Our study contributes to the understanding of AD by demonstrating correlations between NfL and other AD markers. Although most correlations were not statistically significant, this is consistent with previous studies32, suggesting that AD pathology is driven by diverse pathological conditions, such as Aβ pathology, tau pathology, and axonal degeneration, each eliciting different biomarker responses. Overall, the correlations between these biomarkers were weak, indicating the complexity of AD’s pathophysiological mechanisms.

Gender-based analysis in our study revealed that the diagnostic accuracy of certain biomarkers for MCI is inconsistent between males and females, which could be attributed to the small sample size. However, this observation may also reflect inherent gender differences in inflammatory responses. Previous research has indicated that sex may influence the regulation of pro-inflammatory and anti-inflammatory biomarkers44, and sex differences in inflammation have been reported45. While some studies suggest sex disparities in NfL levels46,47, the evidence is not yet conclusive, and further research with larger sample sizes is necessary to elucidate these potential differences.

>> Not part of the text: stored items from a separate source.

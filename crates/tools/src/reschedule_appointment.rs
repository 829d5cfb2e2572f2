//! Move an appointment to a new slot. Mutating; never retried.

use async_trait::async_trait;
use bookline_core::error::ToolError;
use bookline_core::tool::{Tool, ToolReply};
use std::sync::Arc;

use crate::store::AppointmentStore;

pub struct RescheduleAppointmentTool {
    store: Arc<dyn AppointmentStore>,
}

impl RescheduleAppointmentTool {
    pub fn new(store: Arc<dyn AppointmentStore>) -> Self {
        Self { store }
    }
}

#[async_trait]
impl Tool for RescheduleAppointmentTool {
    fn name(&self) -> &str {
        "reschedule_appointment"
    }

    fn description(&self) -> &str {
        "Move an existing appointment to a new date and time. Requires the confirmation number and the new slot."
    }

    fn parameters_schema(&self) -> serde_json::Value {
        serde_json::json!({
            "type": "object",
            "properties": {
                "confirmation_number": {
                    "type": "string",
                    "description": "The confirmation number, e.g. APT-3F9K2A"
                },
                "date": { "type": "string", "description": "New date, YYYY-MM-DD" },
                "start_time": { "type": "string", "description": "New start time, HH:MM" }
            },
            "required": ["confirmation_number", "date", "start_time"]
        })
    }

    async fn execute(&self, arguments: serde_json::Value) -> Result<ToolReply, ToolError> {
        let confirmation = arguments["confirmation_number"]
            .as_str()
            .filter(|s| !s.is_empty())
            .ok_or_else(|| {
                ToolError::InvalidArguments("Missing 'confirmation_number' argument".into())
            })?;
        let date = arguments["date"]
            .as_str()
            .filter(|s| !s.is_empty())
            .ok_or_else(|| ToolError::InvalidArguments("Missing 'date' argument".into()))?;
        let start_time = arguments["start_time"]
            .as_str()
            .filter(|s| !s.is_empty())
            .ok_or_else(|| ToolError::InvalidArguments("Missing 'start_time' argument".into()))?;

        let response = self.store.reschedule(confirmation, date, start_time).await?;
        if !response.success {
            let reason = response
                .error
                .unwrap_or_else(|| format!("Appointment not found: {confirmation}"));
            return Ok(ToolReply::error("", reason));
        }
        Ok(ToolReply::success(
            "",
            format!("Appointment {confirmation} moved to {date} at {start_time}."),
        ))
    }
}

#[cfg(test)]
mod tests {
    use super::*;
    use crate::store::{Appointment, MockAppointmentStore};

    fn seeded_store() -> Arc<MockAppointmentStore> {
        let store = Arc::new(MockAppointmentStore::new());
        store.seed_appointment(Appointment {
            confirmation_number: "APT-7QX2MB".into(),
            service_id: "srv-001".into(),
            service_name: "Haircut".into(),
            date: "2026-09-01".into(),
            start_time: "10:00".into(),
            end_time: "10:30".into(),
            status: "confirmed".into(),
        });
        store
    }

    #[tokio::test]
    async fn moves_a_known_appointment() {
        let tool = RescheduleAppointmentTool::new(seeded_store());
        let reply = tool
            .execute(serde_json::json!({
                "confirmation_number": "APT-7QX2MB",
                "date": "2026-09-02",
                "start_time": "09:00"
            }))
            .await
            .unwrap();
        assert_eq!(
            reply.render(),
            "[SUCCESS] Appointment APT-7QX2MB moved to 2026-09-02 at 09:00."
        );
    }

    #[tokio::test]
    async fn unknown_confirmation_is_a_not_found_reply() {
        let tool = RescheduleAppointmentTool::new(seeded_store());
        let reply = tool
            .execute(serde_json::json!({
                "confirmation_number": "APT-000000",
                "date": "2026-09-02",
                "start_time": "09:00"
            }))
            .await
            .unwrap();
        assert!(reply.render().starts_with("[ERROR] Appointment not found"));
    }

    #[tokio::test]
    async fn missing_slot_fields_are_rejected() {
        let tool = RescheduleAppointmentTool::new(seeded_store());
        let err = tool
            .execute(serde_json::json!({"confirmation_number": "APT-7QX2MB"}))
            .await
            .unwrap_err();
        assert!(matches!(err, ToolError::InvalidArguments(_)));
    }
}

The strength of this study lies in its integrative approach, combining serum NfL with inflammatory markers and other pathological indicators of AD, thereby shedding light on their interrelationships within the complex AD pathology. The inclusion of an elderly Eastern population provides valuable insights that are pertinent to our regional context and diversifies the demographic representation in AD research. Nevertheless, our study has limitations that warrant consideration. The small sample size and the regional confinement to Hebei Province may limit the generalizability of our findings. Additionally, the cross-sectional design precludes the ability to observe dynamic changes over time in the relationship between serum NfL, inflammatory markers, and cognitive function. The absence of neuroimaging data also means that we could not explore the association between serum NfL levels and brain structural changes.

Conclusion

This study underscores the potential of serum NfL as a biomarker for the early detection of MCI and AD, with elevated levels observed in affected individuals compared to healthy controls. The positive correlations between serum NfL and inflammatory cytokines IL-1β, IL-6, as well as Aβ40, highlight the multifaceted nature of AD pathology. While the combination of serum NfL with p-tau217 and the BNT enhances the predictive accuracy for MCI, the addition of inflammatory markers does not yield further improvement. These findings suggest that serum NfL, particularly when combined with other specific biomarkers, could serve as a valuable tool in the early identification of AD, thereby informing potential therapeutic strategies and interventions.